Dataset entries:
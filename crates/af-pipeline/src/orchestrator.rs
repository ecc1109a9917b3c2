//! Bounded worker pool over catalog entries.
//!
//! Entries are admitted in catalog order, one permit each, and finish in
//! whatever order their tool invocations complete. Inside an entry the master
//! always finishes (either way) before the proxy starts. A failure, or even a
//! panic, in one entry is recorded and counted; it never stops the pool.
//!
//! Two catalog rows can name the same output (`tape.avi` and `tape.mov` both
//! derive `tape_Master.mov`). Each output path is claimed by the first entry
//! that reaches it during a run; later claimants skip it without invoking.

use std::collections::HashMap;
use std::fmt;
use std::future::Future;
use std::path::{Path, PathBuf};
use std::sync::Arc;

use af_core::{CatalogEntry, Config, Mode};
use parking_lot::Mutex;
use serde::Serialize;
use tokio::sync::Semaphore;

use crate::guard;
use crate::invoker::{CommandRunner, ProcessInvoker};
use crate::plan::Planner;
use crate::sink::ErrorSink;

/// Aggregate counts for one run.
#[derive(Debug, Clone, Copy, Default, PartialEq, Eq, Serialize)]
pub struct RunSummary {
    /// Units of work submitted (catalog entries or stamp candidates).
    pub entries: usize,
    /// Entries whose source file was absent.
    pub missing_sources: usize,
    /// Tasks skipped because their result was already present.
    pub skipped: usize,
    pub succeeded: usize,
    pub failed: usize,
}

impl RunSummary {
    /// Whether any task failed.
    pub fn has_failures(&self) -> bool {
        self.failed > 0
    }

    /// Fold another tally into this one.
    pub fn merge(&mut self, other: RunSummary) {
        self.entries += other.entries;
        self.missing_sources += other.missing_sources;
        self.skipped += other.skipped;
        self.succeeded += other.succeeded;
        self.failed += other.failed;
    }
}

impl fmt::Display for RunSummary {
    fn fmt(&self, f: &mut fmt::Formatter<'_>) -> fmt::Result {
        write!(
            f,
            "{} entries: {} succeeded, {} failed, {} skipped, {} missing source",
            self.entries, self.succeeded, self.failed, self.skipped, self.missing_sources
        )
    }
}

/// Run `work` over `items` with at most `workers` in flight.
///
/// Permits are taken before spawning, so admission follows the order of
/// `items`. A task that panics is recorded in `sink` under `describe(item)`
/// and counted as one failure.
pub(crate) async fn run_bounded<T, D, F, Fut>(
    items: Vec<T>,
    workers: usize,
    sink: &ErrorSink,
    describe: D,
    work: F,
) -> RunSummary
where
    T: Send + 'static,
    D: Fn(&T) -> String,
    F: Fn(T) -> Fut,
    Fut: Future<Output = RunSummary> + Send + 'static,
{
    let mut summary = RunSummary {
        entries: items.len(),
        ..RunSummary::default()
    };
    let semaphore = Arc::new(Semaphore::new(workers.max(1)));
    let mut handles = Vec::with_capacity(items.len());

    for item in items {
        let label = describe(&item);
        let Ok(permit) = Arc::clone(&semaphore).acquire_owned().await else {
            // The semaphore is never closed.
            break;
        };
        let fut = work(item);
        handles.push((
            label,
            tokio::spawn(async move {
                let _permit = permit;
                fut.await
            }),
        ));
    }

    for (label, handle) in handles {
        match handle.await {
            Ok(tally) => summary.merge(tally),
            Err(e) => {
                let fault = af_core::Error::UnexpectedFault(e.to_string());
                sink.record(format!("[ERROR] {label}: {fault}"));
                summary.failed += 1;
            }
        }
    }

    summary
}

/// Output paths taken during one run, mapped to the source that took them.
#[derive(Clone, Default)]
struct Claims(Arc<Mutex<HashMap<PathBuf, PathBuf>>>);

impl Claims {
    /// Take `output` for `source`, or return the source that already holds it.
    fn claim(&self, output: &Path, source: &Path) -> Result<(), PathBuf> {
        let mut claims = self.0.lock();
        match claims.get(output) {
            Some(owner) if owner != source => Err(owner.clone()),
            Some(_) => Ok(()),
            None => {
                claims.insert(output.to_path_buf(), source.to_path_buf());
                Ok(())
            }
        }
    }
}

/// Everything one worker needs to process an entry.
#[derive(Clone)]
struct Worker {
    planner: Arc<Planner>,
    invoker: ProcessInvoker,
    mode: Mode,
    claims: Claims,
}

impl Worker {
    async fn process(self, entry: CatalogEntry) -> RunSummary {
        let mut tally = RunSummary::default();
        let source = entry.source_path();

        if !source.is_file() {
            tracing::info!("[SKIP] {}", af_core::Error::SourceMissing { path: source });
            tally.missing_sources += 1;
            return tally;
        }

        for task in self.planner.plan(&entry, self.mode) {
            let label = task.kind.label();
            let output = &task.output_path;

            if let Err(owner) = self.claims.claim(output, &source) {
                tracing::warn!(
                    "[SKIP] {label} collides with {}: {}",
                    owner.display(),
                    output.display()
                );
                tally.skipped += 1;
                continue;
            }

            if guard::check_output(output).should_skip() {
                tracing::info!("[SKIP] {label} exists: {}", output.display());
                tally.skipped += 1;
                continue;
            }

            if let Some(parent) = output.parent() {
                if let Err(e) = tokio::fs::create_dir_all(parent).await {
                    self.invoker.sink().record(format!(
                        "[ERROR] {label} failed for {}: cannot create {}: {e}",
                        source.display(),
                        parent.display()
                    ));
                    tally.failed += 1;
                    continue;
                }
            }

            tracing::info!("[START] {label} ({:?}): {}", task.strategy, entry.filename());
            if self.invoker.run(&task.command, label).await {
                tracing::info!("[DONE] {label}: {}", output.display());
                tally.succeeded += 1;
            } else {
                tally.failed += 1;
            }
        }

        tally
    }
}

/// Drives derivative generation for a whole catalog.
pub struct Orchestrator {
    worker: Worker,
    workers: usize,
}

impl Orchestrator {
    /// Build an orchestrator from an immutable configuration.
    pub fn new(
        config: &Config,
        ffmpeg: impl Into<PathBuf>,
        runner: Arc<dyn CommandRunner>,
        sink: Arc<ErrorSink>,
    ) -> Self {
        Self {
            worker: Worker {
                planner: Arc::new(Planner::new(config, ffmpeg)),
                invoker: ProcessInvoker::new(runner, sink),
                mode: config.derive.mode,
                claims: Claims::default(),
            },
            workers: config.derive.workers(),
        }
    }

    pub fn mode(&self) -> Mode {
        self.worker.mode
    }

    pub fn workers(&self) -> usize {
        self.workers
    }

    /// Process every entry and return the aggregate counts.
    pub async fn run(&self, entries: Vec<CatalogEntry>) -> RunSummary {
        tracing::info!(
            "Deriving {} entries ({}, {} workers)",
            entries.len(),
            self.worker.mode,
            self.workers
        );
        let worker = Worker {
            claims: Claims::default(),
            ..self.worker.clone()
        };
        let summary = run_bounded(
            entries,
            self.workers,
            self.worker.invoker.sink(),
            |entry| entry.source_path().display().to_string(),
            move |entry| worker.clone().process(entry),
        )
        .await;
        tracing::info!("Run complete: {summary}");
        summary
    }
}
//! # af-av
//!
//! External tool plumbing for the archiveforge pipeline.
//!
//! This crate provides:
//!
//! - **Tool discovery** ([`ToolRegistry`]) -- find and cache paths to ffmpeg
//!   and ffprobe, honoring configured overrides.
//! - **Command execution** ([`ToolCommand`]) -- async builder with a timeout
//!   that kills the child process when it fires.
//! - **Tag probing** ([`probe`]) -- query a single container-level tag.
//! - **Staged replacement** ([`Workspace`]) -- write next to a file, then
//!   rename over it once the result is verified.

pub mod command;
pub mod probe;
pub mod tools;
pub mod workspace;

// ---- Re-exports for convenience ----

pub use command::{ToolCommand, ToolOutput};
pub use tools::{ToolInfo, ToolRegistry};
pub use workspace::Workspace;
//! Finding derivatives eligible for stamping.

use af_av::workspace::is_staging_file;
use af_core::Config;
use std::path::{Path, PathBuf};
use walkdir::WalkDir;

/// Media files under `root` that live inside a master or proxy directory
/// and carry a derivative extension. Staging leftovers are ignored. The
/// result is sorted so runs are reproducible.
pub fn stamp_candidates(root: &Path, config: &Config) -> Vec<PathBuf> {
    let master = &config.derive.master;
    let proxy = &config.derive.proxy;
    let directories = [master.directory.as_str(), proxy.directory.as_str()];
    let extensions = [master.extension.as_str(), proxy.extension.as_str()];

    let mut found: Vec<PathBuf> = WalkDir::new(root)
        .follow_links(true)
        .into_iter()
        .filter_map(|e| e.ok())
        .filter(|e| e.file_type().is_file())
        .map(|e| e.into_path())
        .filter(|p| has_extension(p, &extensions))
        .filter(|p| in_output_directory(p, &directories))
        .filter(|p| !is_staging_file(p))
        .collect();

    found.sort();
    tracing::debug!("Found {} stamp candidates under {:?}", found.len(), root);
    found
}

fn has_extension(path: &Path, extensions: &[&str]) -> bool {
    path.extension()
        .and_then(|e| e.to_str())
        .is_some_and(|e| extensions.iter().any(|x| x.eq_ignore_ascii_case(e)))
}

fn in_output_directory(path: &Path, directories: &[&str]) -> bool {
    path.parent().is_some_and(|parent| {
        parent
            .components()
            .any(|c| directories.iter().any(|d| c.as_os_str() == *d))
    })
}
//! Container tag probing through ffprobe.
//!
//! Only a single format-level tag is ever queried, printed as a bare value so
//! no JSON parsing is involved. A file without the tag yields an empty string.

use std::path::Path;

/// Arguments that make ffprobe print the value of one format tag and nothing
/// else.
pub fn format_tag_args(tag: &str, file: &Path) -> Vec<String> {
    vec![
        "-v".to_string(),
        "quiet".to_string(),
        "-show_entries".to_string(),
        format!("format_tags={tag}"),
        "-of".to_string(),
        "default=noprint_wrappers=1:nokey=1".to_string(),
        file.to_string_lossy().to_string(),
    ]
}

/// Normalize ffprobe's plain output into the tag value.
pub fn parse_tag_value(stdout: &str) -> String {
    stdout.trim().to_string()
}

## Problem description
Give back, verbatim, the lines from the top of the entries above through the line containing "use crate::sink::ErrorSink;".

## Exercise solution
filename crates/af-pipeline/src/orchestrator.rs
repository ecc1109a9917b3c2
//! Bounded worker pool over catalog entries.
//!
//! Entries are admitted in catalog order, one permit each, and finish in
//! whatever order their tool invocations complete. Inside an entry the master
//! always finishes (either way) before the proxy starts. A failure, or even a
//! panic, in one entry is recorded and counted; it never stops the pool.
//!
//! Two catalog rows can name the same output (`tape.avi` and `tape.mov` both
//! derive `tape_Master.mov`). Each output path is claimed by the first entry
//! that reaches it during a run; later claimants skip it without invoking.

use std::collections::HashMap;
use std::fmt;
use std::future::Future;
use std::path::{Path, PathBuf};
use std::sync::Arc;

use af_core::{CatalogEntry, Config, Mode};
use parking_lot::Mutex;
use serde::Serialize;
use tokio::sync::Semaphore;

use crate::guard;
use crate::invoker::{CommandRunner, ProcessInvoker};
use crate::plan::Planner;
use crate::sink::ErrorSink;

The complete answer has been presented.